→ **Description of the task**: The response must consist of the lines below from the one with "a fragment cache key." through the one with "one was requested.", exactly as they appear and with both ends kept.

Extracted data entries
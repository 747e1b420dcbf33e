//! # Vitrine Render - Partials, Layouts and Streamed Pages
//!
//! `vitrine-render` renders view templates the way server-side web frameworks
//! do: a page template wrapped in a layout, partials bound to objects, whole
//! collections rendered through per-element partials, a fragment cache in
//! front of collection renders, and layouts streamed to the client while the
//! page body is still being computed.
//!
//! ## Core Concepts
//!
//! - [`Renderer`]: Entry point dispatching template and partial renders
//! - [`TemplateOptions`] / [`PartialOptions`]: What to render and how
//! - [`Template`]: A compiled template; [`TemplateRegistry`] holds their sources
//! - [`TemplateLookup`]: Resolves names to templates ([`TemplateResolver`] is the default)
//! - [`View`]: Per-render state; its flow carries content from pages to layouts
//! - [`Renderable`] / [`PartialPathable`]: Values that know their own partial
//! - [`FragmentCache`]: Store for rendered collection elements ([`MemoryCache`])
//! - [`Transport`]: Receives streamed chunks
//!
//! ## Quick Start
//!
//! ```rust
//! use vitrine_render::{Locals, SimpleTemplate, Template, View};
//!
//! let template = SimpleTemplate::compile("greeting", None, Some("text"), "Hello, {name}!").unwrap();
//!
//! let mut locals = Locals::new();
//! locals.insert("name".into(), "world".into());
//!
//! let output = template.render_to_string(&View::new(), &locals).unwrap();
//! assert_eq!(output, "Hello, world!");
//! ```
//!
//! ## Template Names
//!
//! Registered templates are named `path.format.handler`. The format is
//! optional; the handler extension picks the template language:
//!
//! ```rust
//! use vitrine_render::template::{parse_template_name, Handler};
//!
//! let (path, format, handler) = parse_template_name("posts/_post.html.jinja").unwrap();
//! assert_eq!(path, "posts/_post");
//! assert_eq!(format.as_deref(), Some("html"));
//! assert_eq!(handler, Handler::Jinja);
//! ```
//!
//! Partials live next to the templates that use them, with a leading
//! underscore: rendering partial `post` under prefix `posts` finds
//! `posts/_post`.
//!
//! ## Collections
//!
//! ```rust
//! use serde::Serialize;
//! use vitrine_render::{PartialOptions, PartialPathable, Renderable, Renderer, TemplateRegistry, View};
//!
//! #[derive(Serialize)]
//! struct Post { title: String }
//!
//! impl PartialPathable for Post {
//!     fn to_partial_path(&self) -> String {
//!         "posts/post".into()
//!     }
//! }
//!
//! let registry = TemplateRegistry::from_embedded_entries(&[(
//!     "posts/_post.html.jinja",
//!     "{{ post_counter }}:{{ post.title }};",
//! )]);
//! let renderer = Renderer::from_registry(registry);
//!
//! let posts = [Post { title: "a".into() }, Post { title: "b".into() }];
//! let options = PartialOptions::for_collection(Renderable::collection(&posts).unwrap());
//!
//! let output = renderer.render(&View::new(), options).unwrap();
//! assert_eq!(output, "0:a;1:b;");
//! ```
//!
//! ## Configuration
//!
//! [`RenderConfig`] holds process-wide settings and can be loaded from YAML:
//!
//! ```rust
//! use vitrine_render::RenderConfig;
//!
//! let config = RenderConfig::from_yaml("perform_caching: false\nlayout_prefix: shells\n").unwrap();
//! assert!(!config.perform_caching);
//! assert_eq!(config.layout_prefix, "shells");
//! ```

mod cache;
mod config;
mod error;
mod flow;
mod lookup;
pub mod partial;
pub mod prelude;
mod rendered;
mod renderer;
pub mod template;

// Error type
pub use error::{IdentifierKind, RenderError};

// Configuration
pub use config::{RenderConfig, DEFAULT_STREAMING_COMPLETION};

// View state
pub use flow::{OutputFlow, ScopedFlow, View, ViewFlow, LAYOUT_SLOT};

// Template lookup
pub use lookup::{
    lookup_name, LookupContext, LookupDetails, PrefixedPathCache, TemplateLookup,
    TemplateResolver,
};

// Fragment cache
pub use cache::{FragmentCache, MemoryCache};

// Render results
pub use rendered::{Rendered, RenderedCollection, RenderedTemplate};

// Partials
pub use partial::{
    CollectionIterator, CollectionRenderer, IterationNames, MixedIterator, ObjectRenderer,
    PartialIteration, PartialOptions, PartialPathable, PartialRenderer, PrefetchingIterator,
    Preloader, Renderable, UniformIterator,
};

// Template and streaming renderers
pub use renderer::{
    LayoutFn, LayoutSpec, RenderOptions, Renderer, StreamOutcome, StreamingTemplateRenderer,
    TemplateOptions, TemplateRenderer, Transport, TransportClosed,
};

// Templates
pub use template::{
    Handler, LiteralTemplate, Locals, MiniJinjaTemplate, SimpleTemplate, Template,
    TemplateHandle, TemplateRegistry,
};
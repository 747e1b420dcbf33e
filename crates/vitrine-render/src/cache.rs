//! Fragment cache collaborator.
//!
//! Collection renders with caching enabled look every element's key up in
//! one [`FragmentCache::read_multi`] call and write back what they had to
//! render. Eviction and expiry are the cache's own business; a key missing
//! from the read result is a miss, never an error.

use std::collections::HashMap;
use std::sync::atomic::{AtomicUsize, Ordering};
use std::sync::Mutex;

use crate::flow::lock;

/// Key → markup store consulted by collection renders.
pub trait FragmentCache: Send + Sync {
    /// Returns the entries present for `keys`. Absent keys are simply left out.
    fn read_multi(&self, keys: &[String]) -> HashMap<String, String>;

    /// Stores `value` under `key`.
    fn write(&self, key: &str, value: &str);
}

/// In-process [`FragmentCache`] backed by a hash map.
///
/// Counts its batch reads, which makes it useful in tests as well.
#[derive(Debug, Default)]
pub struct MemoryCache {
    entries: Mutex<HashMap<String, String>>,
    reads: AtomicUsize,
}

impl MemoryCache {
    pub fn new() -> Self {
        Self::default()
    }

    /// Returns the cached value for `key`.
    pub fn get(&self, key: &str) -> Option<String> {
        lock(&self.entries).get(key).cloned()
    }

    pub fn len(&self) -> usize {
        lock(&self.entries).len()
    }

    pub fn is_empty(&self) -> bool {
        self.len() == 0
    }

    /// Number of `read_multi` calls served.
    pub fn read_count(&self) -> usize {
        self.reads.load(Ordering::SeqCst)
    }

    pub fn clear(&self) {
        lock(&self.entries).clear();
    }
}

impl FragmentCache for MemoryCache {
    fn read_multi(&self, keys: &[String]) -> HashMap<String, String> {
        self.reads.fetch_add(1, Ordering::SeqCst);
        let entries = lock(&self.entries);
        keys.iter()
            .filter_map(|key| entries.get(key).map(|value| (key.clone(), value.clone())))
            .collect()
    }

    fn write(&self, key: &str, value: &str) {
        lock(&self.entries).insert(key.to_string(), value.to_string());
    }
}

#[cfg(test)]
mod tests {
    use super::*;

    #[test]
    fn test_read_multi_leaves_out_misses() {
        let cache = MemoryCache::new();
        cache.write("k1", "<p>one</p>");

        let found = cache.read_multi(&["k1".to_string(), "k2".to_string()]);
        assert_eq!(found.len(), 1);
        assert_eq!(found["k1"], "<p>one</p>");
        assert_eq!(cache.read_count(), 1);
    }

    #[test]
    fn test_write_overwrites() {
        let cache = MemoryCache::new();
        cache.write("k", "a");
        cache.write("k", "b");
        assert_eq!(cache.get("k").as_deref(), Some("b"));
        assert_eq!(cache.len(), 1);

        cache.clear();
        assert!(cache.is_empty());
    }
}
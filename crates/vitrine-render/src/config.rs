//! Renderer configuration.
//!
//! [`RenderConfig`] carries the process-level defaults a [`Renderer`](crate::Renderer)
//! falls back on. Per-render choices live in the option structs instead
//! ([`PartialOptions`](crate::PartialOptions), [`TemplateOptions`](crate::TemplateOptions)).
//!
//! Configuration can be built in code or loaded from YAML:
//!
//! ```rust
//! use vitrine_render::RenderConfig;
//!
//! let config = RenderConfig::from_yaml(r#"
//! default_formats: [html, text]
//! perform_caching: false
//! "#).unwrap();
//!
//! assert_eq!(config.default_formats, vec!["html", "text"]);
//! assert!(!config.perform_caching);
//! assert_eq!(config.layout_prefix, "layouts");
//! ```

use std::path::Path;

use serde::{Deserialize, Serialize};

use crate::error::RenderError;

/// Markup appended to a stream when a streaming task fails mid-flight.
///
/// It closes whatever attribute or tag may be open and sends the client to
/// the static error page.
pub const DEFAULT_STREAMING_COMPLETION: &str =
    "\"><script>window.location = \"/500.html\"</script></html>";

/// Defaults shared by every render performed through one renderer.
#[derive(Debug, Clone, PartialEq, Eq, Serialize, Deserialize)]
#[serde(default)]
pub struct RenderConfig {
    /// Formats searched, in order, when the caller does not name any.
    pub default_formats: Vec<String>,

    /// Prefix under which relative layout names are looked up.
    pub layout_prefix: String,

    /// Merge the first lookup prefix's namespace into derived partial paths
    /// (`admin/posts` + `posts/post` → `admin/posts/post`).
    pub prefix_partial_path_with_namespace: bool,

    /// Global switch for the collection fragment cache.
    pub perform_caching: bool,

    /// Prefix prepended (with a `/`) to every fragment cache key.
    pub cache_namespace: Option<String>,

    /// Chunk appended to a stream whose layout or content task failed.
    pub streaming_completion_on_exception: String,
}

impl Default for RenderConfig {
    fn default() -> Self {
        Self {
            default_formats: vec!["html".to_string()],
            layout_prefix: "layouts".to_string(),
            prefix_partial_path_with_namespace: true,
            perform_caching: true,
            cache_namespace: None,
            streaming_completion_on_exception: DEFAULT_STREAMING_COMPLETION.to_string(),
        }
    }
}

impl RenderConfig {
    /// Parses a configuration from YAML. Missing keys keep their defaults.
    pub fn from_yaml(yaml: &str) -> Result<Self, RenderError> {
        Ok(serde_yaml::from_str(yaml)?)
    }

    /// Reads and parses a YAML configuration file.
    pub fn from_file(path: impl AsRef<Path>) -> Result<Self, RenderError> {
        let path = path.as_ref();
        let content = std::fs::read_to_string(path).map_err(|e| {
            RenderError::Config(format!("failed to read {}: {}", path.display(), e))
        })?;
        Self::from_yaml(&content)
    }

    /// Applies the configured namespace to a fragment cache key.
    pub fn namespaced_cache_key(&self, key: &str) -> String {
        match &self.cache_namespace {
            Some(namespace) => format!("{}/{}", namespace, key),
            None => key.to_string(),
        }
    }
}
use tracing::debug;

use crate::cache::FragmentCache;
use crate::config::RenderConfig;
use crate::error::RenderError;
use crate::flow::View;
use crate::lookup::LookupContext;
use crate::rendered::RenderedTemplate;
use crate::template::{Locals, TemplateHandle};

use super::PartialOptions;

/// State shared by every partial render: where to look templates up, the
/// options of this render, and the collaborators it may use.
///
/// [`ObjectRenderer`](super::ObjectRenderer) and
/// [`CollectionRenderer`](super::CollectionRenderer) build on it.
pub struct PartialRenderer<'a> {
    pub(crate) context: &'a LookupContext,
    pub(crate) config: &'a RenderConfig,
    pub(crate) options: &'a PartialOptions,
    pub(crate) cache: Option<&'a dyn FragmentCache>,
}

impl<'a> PartialRenderer<'a> {
    pub fn new(
        context: &'a LookupContext,
        config: &'a RenderConfig,
        options: &'a PartialOptions,
        cache: Option<&'a dyn FragmentCache>,
    ) -> Self {
        Self {
            context,
            config,
            options,
            cache,
        }
    }

    pub fn options(&self) -> &PartialOptions {
        self.options
    }

    /// Finds a partial. Paths with a directory bypass the context prefixes.
    pub fn find_partial(
        &self,
        path: &str,
        locals: &[String],
    ) -> Result<TemplateHandle, RenderError> {
        let prefixes: &[String] = if path.contains('/') {
            &[]
        } else {
            self.context.prefixes()
        };
        self.context.find_template(path, prefixes, true, locals)
    }

    /// Resolves the partial layout, if one was requested.
    pub fn find_layout(&self, locals: &[String]) -> Result<Option<TemplateHandle>, RenderError> {
        self.options
            .layout
            .as_deref()
            .map(|layout| self.find_partial(layout, locals))
            .transpose()
    }

    /// Renders the partial named in the options with only the given locals bound.
    pub fn render(&self, view: &View) -> Result<RenderedTemplate, RenderError> {
        let partial = self
            .options
            .partial
            .as_deref()
            .ok_or_else(|| RenderError::Template("no partial given to render".to_string()))?;
        let keys = self.options.local_keys(&[]);
        let template = self.find_partial(partial, &keys)?;
        let layout = self.find_layout(&keys)?;
        self.render_partial_template(view, &template, layout.as_ref(), &self.options.locals)
    }

    /// Renders `template`, then wraps its markup in `layout`.
    ///
    /// The layout sees the same locals and reads the partial's markup from
    /// its `layout` slot.
    pub fn render_partial_template(
        &self,
        view: &View,
        template: &TemplateHandle,
        layout: Option<&TemplateHandle>,
        locals: &Locals,
    ) -> Result<RenderedTemplate, RenderError> {
        debug!(identifier = template.identifier(), "rendering partial");
        let mut content = template.render_to_string(view, locals)?;
        if let Some(layout) = layout {
            debug!(identifier = layout.identifier(), "rendering partial layout");
            content = layout.render_to_string(&view.scoped(content), locals)?;
        }
        Ok(RenderedTemplate::new(content, template.clone()))
    }
}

→ **Exercise answer**:
    /// Applies the configured namespace to a fragment cache key.
    pub fn namespaced_cache_key(&self, key: &str) -> String {
        match &self.cache_namespace {
            Some(namespace) => format!("{}/{}", namespace, key),
            None => key.to_string(),
        }
    }
}
use tracing::debug;

use crate::cache::FragmentCache;
use crate::config::RenderConfig;
use crate::error::RenderError;
use crate::flow::View;
use crate::lookup::LookupContext;
use crate::rendered::RenderedTemplate;
use crate::template::{Locals, TemplateHandle};

use super::PartialOptions;

/// State shared by every partial render: where to look templates up, the
/// options of this render, and the collaborators it may use.
///
/// [`ObjectRenderer`](super::ObjectRenderer) and
/// [`CollectionRenderer`](super::CollectionRenderer) build on it.
pub struct PartialRenderer<'a> {
    pub(crate) context: &'a LookupContext,
    pub(crate) config: &'a RenderConfig,
    pub(crate) options: &'a PartialOptions,
    pub(crate) cache: Option<&'a dyn FragmentCache>,
}

impl<'a> PartialRenderer<'a> {
    pub fn new(
        context: &'a LookupContext,
        config: &'a RenderConfig,
        options: &'a PartialOptions,
        cache: Option<&'a dyn FragmentCache>,
    ) -> Self {
        Self {
            context,
            config,
            options,
            cache,
        }
    }

    pub fn options(&self) -> &PartialOptions {
        self.options
    }

    /// Finds a partial. Paths with a directory bypass the context prefixes.
    pub fn find_partial(
        &self,
        path: &str,
        locals: &[String],
    ) -> Result<TemplateHandle, RenderError> {
        let prefixes: &[String] = if path.contains('/') {
            &[]
        } else {
            self.context.prefixes()
        };
        self.context.find_template(path, prefixes, true, locals)
    }

    /// Resolves the partial layout, if one was requested.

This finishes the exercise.